JusticeInfo :  Que souhaiteriez-vous en ce qui concerne les engagements ? 

HD :  Nous avons pris toute une série d’engagements en décembre dernier, lors de la Conférence internationale du Mouvement de la Croix-Rouge et du Croissant-Rouge. Ces engagements – que nous souhaiterions retrouver en filigrane au Sommet humanitaire mondial – portent sur des questions telles que la nécessité d’assurer la protection du personnel médical en temps de conflit, la nécessité de veiller à ce que les problèmes liés aux violences à caractère sexuel ou sexiste soient traités et, enfin, la nécessité d’œuvrer au renforcement du système de contrôle de l’application et du respect du droit existant. 

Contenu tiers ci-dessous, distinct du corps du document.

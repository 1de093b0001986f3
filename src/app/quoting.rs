use crate::app::report::{QuoteFailure, QuoteReport};
use crate::config::catalog::CatalogConfig;
use crate::domain::model::{Currency, Plan};
use crate::domain::ports::DiscountCodeSource;
use crate::utils::error::{PricingError, Result};

/// 報價請求：未指定方案或幣別時涵蓋全部
#[derive(Debug, Clone, Default)]
pub struct QuoteRequest {
    pub plan: Option<String>,
    pub currency: Option<Currency>,
}

/// 未指定幣別時使用方案價格表上的幣別；沒有價格表則嘗試全部幣別
fn currencies_for(plan: &Plan, requested: Option<Currency>) -> Vec<Currency> {
    if let Some(currency) = requested {
        return vec![currency];
    }
    if plan.price_lists.is_empty() {
        return Currency::ALL.to_vec();
    }

    let mut currencies = Vec::new();
    for price_list in &plan.price_lists {
        if !currencies.contains(&price_list.currency) {
            currencies.push(price_list.currency);
        }
    }
    currencies
}

/// 依目錄計算報價；價格錯誤記錄為失敗，設定錯誤則直接回傳
pub fn quote_catalog(
    catalog: &CatalogConfig,
    request: &QuoteRequest,
    source: Option<&dyn DiscountCodeSource>,
) -> Result<QuoteReport> {
    let plans: Vec<Plan> = match &request.plan {
        Some(name) => vec![catalog.plan(name)?],
        None => catalog.plans()?,
    };
    let engine = catalog.engine();
    let mut report = QuoteReport::default();

    for plan in &plans {
        for currency in currencies_for(plan, request.currency) {
            match engine.quote(plan, currency, source) {
                Ok(quote) => report.quotes.push(quote),
                Err(e @ PricingError::NoMatchingPriceList { .. }) => {
                    tracing::warn!("{}", e);
                    report.failures.push(QuoteFailure::new(&plan.name, currency, &e));
                }
                Err(e) => return Err(e),
            }
        }
    }

    tracing::info!(
        "Quoted {} plan(s): {} quote(s), {} failure(s)",
        plans.len(),
        report.quotes.len(),
        report.failures.len()
    );

    Ok(report)
}
use crate::domain::ports::DiscountCodeSource;

#[derive(Debug, Clone, Copy, PartialEq, Eq)]
pub enum DiscountCodeCheck {
    Valid,
    Mismatch,
    MissingSource,
}

impl DiscountCodeCheck {
    pub fn is_valid(&self) -> bool {
        matches!(self, DiscountCodeCheck::Valid)
    }
}

/// 比對規則要求的折扣碼與目前出示的折扣碼
///
/// 每次呼叫都會重新讀取 source，不做快取。比對區分大小寫且不去除空白；
/// 規則未設定折扣碼且 source 也回傳 `None` 時視為相符。
pub fn check_discount_code(
    expected_code: Option<&str>,
    source: Option<&dyn DiscountCodeSource>,
) -> DiscountCodeCheck {
    let Some(source) = source else {
        return DiscountCodeCheck::MissingSource;
    };

    let presented = source.current_discount_code();
    if presented.as_deref() == expected_code {
        DiscountCodeCheck::Valid
    } else {
        DiscountCodeCheck::Mismatch
    }
}

pub fn is_valid(expected_code: Option<&str>, source: Option<&dyn DiscountCodeSource>) -> bool {
    check_discount_code(expected_code, source).is_valid()
}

JusticeInfo :  Lors de la conférence de décembre, les États n’ont-ils pas refusé d’entériner une proposition, présentée par le CICR et le gouvernement de la Suisse, préconisant l’instauration d’un nouveau mécanisme de contrôle du respect du droit international humanitaire ?

HD :  En fait, de concert avec le gouvernement suisse, nous avons demandé à la conférence de se prononcer en faveur de deux propositions : d’une part, la tenue d’une réunion annuelle permettant aux États de débattre de questions liées à la mise en œuvre du DIH et, d’autre part, la mise en place d’un système de présentation de rapports périodiques. Les Conventions de Genève figurent en effet parmi les rares traités internationaux ne comportant pas d’obligations en matière de présentation de rapports. Un certain nombre d’États ont toutefois estimé que ce n’était pas bon moment, expliquant qu’ils n’étaient pas prêts et que, par ailleurs, le cadre juridique prévoyait peut-être déjà des mécanismes qu’ils pourraient utiliser plutôt que d’en créer de nouveaux. Finalement, la résolution de la 32e Conférence, évoque seulement la nécessité d’aller de l’avant et de poursuivre le processus, et invite la Croix-Rouge internationale et le gouvernement de la Suisse à présenter un rapport sur les résultats lors de la prochaine Conférence internationale, en 2019.
 
JusticeInfo : Si les États n’étaient pas prêts en décembre dernier à faire quoi que ce soit de concret, comment – et pourquoi – pourrait-on espérer que le Sommet humanitaire aboutisse à un résultat tangible ? 

HD :  Entre la Conférence internationale et le Sommet humanitaire mondial, il y a une grande différence. Alors que seuls les États et le Mouvement international de la Croix-Rouge et du Croissant-Rouge participent à la Conférence internationale, le Sommet d’Istanbul rassemblera toute une série d’autres acteurs, dont beaucoup représenteront la société civile et d’autres groupes. Il est évident que nous devons attendre de voir ce que sera le résultat concret du Sommet humanitaire mondial. Notre espoir, cependant, est de voir au moins réaffirmés les engagements qui ont déjà été pris. Il est vital que, d’une part, le Sommet rappelle avec force aux États qu’ils sont tenus de respecter les règles et les obligations dont ils ont déjà convenu et que, d’autre part, toutes les nouvelles propositions issues du Sommet soient de nature à contribuer vraiment à réduire les souffrances en temps de conflit armé.